Speech and language therapists – SLTs work with parents and others to assess if a child has speech and/or language difficulties, communication or eating and drinking difficulties. ‘It is incredibly beneficial in our experience having them come in and do a training session for staff, but not usual for this to happen,’ says Ms Duffy. ‘We’ve had staff video themselves working with children and SLTs supporting them by sensitively going though it using their knowledge. When you video yourself, you realise we don’t leave enough time for the children to process, time to think. Generally they say that early years practitioners talk too much and ask too many closed questions.’

Occupational therapists – OTs help those with mental, physical or social disabilities to independently carry out everyday tasks or occupations. They work with adults and children whose difficulties may have been present since birth, or the result of an accident, illness, ageing or lifestyle.
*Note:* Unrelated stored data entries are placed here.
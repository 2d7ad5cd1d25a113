// crates/grantway-core/examples/minimal.rs
// ============================================================================
// Module: Grantway Minimal Example
// Description: Minimal end-to-end appeal flow using in-memory adapters.
// Purpose: Demonstrate init/advance/action/grant against a two-step policy.
// Dependencies: grantway-core
// ============================================================================

//! ## Overview
//! Walks one appeal through a two-step policy (an automatic owner check and a
//! manual lead sign-off), then converts the approved appeal into a grant and
//! hands it to an in-memory provider. This example is backend-agnostic and
//! suitable for quick verification.

use std::collections::BTreeMap;
use std::sync::Mutex;

use grantway_core::AccessProvider;
use grantway_core::Appeal;
use grantway_core::AppealAction;
use grantway_core::AppealId;
use grantway_core::AppealOptions;
use grantway_core::AppealStatus;
use grantway_core::ApprovalAction;
use grantway_core::Expression;
use grantway_core::Grant;
use grantway_core::Notification;
use grantway_core::NotificationKind;
use grantway_core::Notifier;
use grantway_core::NotifyError;
use grantway_core::Policy;
use grantway_core::PolicyId;
use grantway_core::PolicyStore;
use grantway_core::PolicyStoreError;
use grantway_core::PolicyVersion;
use grantway_core::ProviderError;
use grantway_core::Resource;
use grantway_core::ResourceId;
use grantway_core::Step;
use grantway_core::StepStrategy;
use serde_json::json;
use time::OffsetDateTime;

/// Error type for example preconditions.
#[derive(Debug)]
struct ExampleError(&'static str);

impl std::fmt::Display for ExampleError {
    fn fmt(&self, f: &mut std::fmt::Formatter<'_>) -> std::fmt::Result {
        self.0.fmt(f)
    }
}

impl std::error::Error for ExampleError {}

/// Provider that records granted access in memory.
#[derive(Default)]
struct InMemoryProvider {
    /// Granted records keyed by account id.
    grants: Mutex<BTreeMap<String, Grant>>,
}

impl AccessProvider for InMemoryProvider {
    fn grant_access(&self, grant: &Grant) -> Result<(), ProviderError> {
        let mut guard = self
            .grants
            .lock()
            .map_err(|_| ProviderError::Provider("grant store mutex poisoned".to_string()))?;
        guard.insert(grant.account_id.clone(), grant.clone());
        Ok(())
    }

    fn revoke_access(&self, grant: &Grant) -> Result<(), ProviderError> {
        let mut guard = self
            .grants
            .lock()
            .map_err(|_| ProviderError::Provider("grant store mutex poisoned".to_string()))?;
        guard.remove(&grant.account_id);
        Ok(())
    }
}

/// Policy store backed by an in-memory map.
#[derive(Default)]
struct InMemoryPolicyStore {
    /// Stored policies keyed by (id, version).
    policies: Mutex<BTreeMap<(PolicyId, u64), Policy>>,
}

impl InMemoryPolicyStore {
    /// Stores a policy version.
    fn put(&self, policy: Policy) -> Result<(), PolicyStoreError> {
        let mut guard = self
            .policies
            .lock()
            .map_err(|_| PolicyStoreError::Io("policy store mutex poisoned".to_string()))?;
        guard.insert((policy.id.clone(), policy.version.get()), policy);
        Ok(())
    }
}

impl PolicyStore for InMemoryPolicyStore {
    fn get(
        &self,
        id: &PolicyId,
        version: PolicyVersion,
    ) -> Result<Option<Policy>, PolicyStoreError> {
        let guard = self
            .policies
            .lock()
            .map_err(|_| PolicyStoreError::Io("policy store mutex poisoned".to_string()))?;
        Ok(guard.get(&(id.clone(), version.get())).cloned())
    }
}

/// Notifier that collects outbound notifications in memory.
#[derive(Default)]
struct CollectingNotifier {
    /// Delivered notifications.
    sent: Mutex<Vec<Notification>>,
}

impl Notifier for CollectingNotifier {
    fn notify(&self, notifications: &[Notification]) -> Result<(), NotifyError> {
        let mut guard = self
            .sent
            .lock()
            .map_err(|_| NotifyError::Delivery("notifier mutex poisoned".to_string()))?;
        guard.extend_from_slice(notifications);
        Ok(())
    }
}

/// Builds the two-step policy for the example run.
fn build_policy() -> Result<Policy, ExampleError> {
    let version =
        PolicyVersion::from_raw(1).ok_or(ExampleError("policy version must be nonzero"))?;
    Ok(Policy {
        id: PolicyId::new("warehouse-access"),
        version,
        description: "Warehouse access approval".to_string(),
        steps: vec![
            Step {
                name: "owner-check".to_string(),
                description: "Auto-approve when the requester owns the dataset".to_string(),
                strategy: StepStrategy::Auto,
                when: None,
                approve_if: Some(Expression::new(
                    r#"$appeal.resource.details.owner == $appeal.created_by"#,
                )),
                rejection_reason: Some("requester does not own the dataset".to_string()),
                allow_failed: false,
                dependencies: None,
                approvers: Vec::new(),
            },
            Step {
                name: "lead-signoff".to_string(),
                description: "Data lead confirms the access window".to_string(),
                strategy: StepStrategy::Manual,
                when: None,
                approve_if: None,
                rejection_reason: None,
                allow_failed: false,
                dependencies: None,
                approvers: vec!["lead@example.com".to_string()],
            },
        ],
        requirements: Vec::new(),
        labels: BTreeMap::new(),
    })
}

fn main() -> Result<(), Box<dyn std::error::Error>> {
    let store = InMemoryPolicyStore::default();
    store.put(build_policy()?)?;
    let policy = store
        .get(&PolicyId::new("warehouse-access"), PolicyVersion::from_raw(1).ok_or(
            ExampleError("policy version must be nonzero"),
        )?)?
        .ok_or(ExampleError("policy missing from store"))?;

    let mut details = serde_json::Map::new();
    details.insert("owner".to_string(), json!("analyst@example.com"));

    let mut appeal = Appeal {
        id: AppealId::new("appeal-1"),
        account_id: "analyst@example.com".to_string(),
        resource_id: ResourceId::new("dataset-1"),
        resource: Some(Resource {
            id: ResourceId::new("dataset-1"),
            provider_type: "warehouse".to_string(),
            name: "orders".to_string(),
            details,
            ..Resource::default()
        }),
        role: "viewer".to_string(),
        created_by: "analyst@example.com".to_string(),
        options: Some(AppealOptions {
            duration: "1h".to_string(),
        }),
        ..Appeal::default()
    };
    appeal.set_defaults();
    appeal.init(&policy)?;
    appeal.advance_approval(&policy)?;

    // The auto step resolved; the manual step now awaits the data lead.
    let pending =
        appeal.next_pending_approval().ok_or(ExampleError("expected a pending approval"))?;

    let notifier = CollectingNotifier::default();
    let notifications: Vec<Notification> = pending
        .approvers
        .iter()
        .map(|approver| Notification {
            user: approver.clone(),
            kind: NotificationKind::ApproverNotification,
            appeal_id: appeal.id.clone(),
            resource_name: "orders".to_string(),
            role: appeal.role.clone(),
            requestor: appeal.created_by.clone(),
        })
        .collect();
    notifier.notify(&notifications)?;

    let action = ApprovalAction {
        appeal_id: appeal.id.clone(),
        approval_name: pending.name.clone(),
        actor: "lead@example.com".to_string(),
        action: AppealAction::Approve,
        reason: None,
    };
    appeal.apply_action(&action, &policy)?;

    if appeal.status != AppealStatus::Approved {
        return Err(ExampleError("appeal did not reach approved status").into());
    }

    let grant = appeal.to_grant(OffsetDateTime::now_utc())?;
    let provider = InMemoryProvider::default();
    provider.grant_access(&grant)?;
    Ok(())
}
Social workers – Professionals who work with individuals and families to help improve outcomes in their lives. This may be helping to protect vulnerable people and children from harm or abuse or supporting people to live independently. ‘Social workers are under so much pressure and have such heavy caseloads that the chance to get out and do development work with our staff is very small,’ says Ms Duffy. She suggests observing them in action when they visit instead to get a sense of how they view the child. ‘Their perspective might be, “Is this family meeting this child’s needs?”,’ she adds.

GP – community-based non-specialist doctor. GPs also find it difficult to get away, says Ms Duffy. But building up a relationship with the practice manager can be beneficial in many ways, such as informing parents about services.

Other: school nurses/SENCOs, physiotherapists, psychologists, psychiatrists, psychotherapists, specialist services such as experts in autism.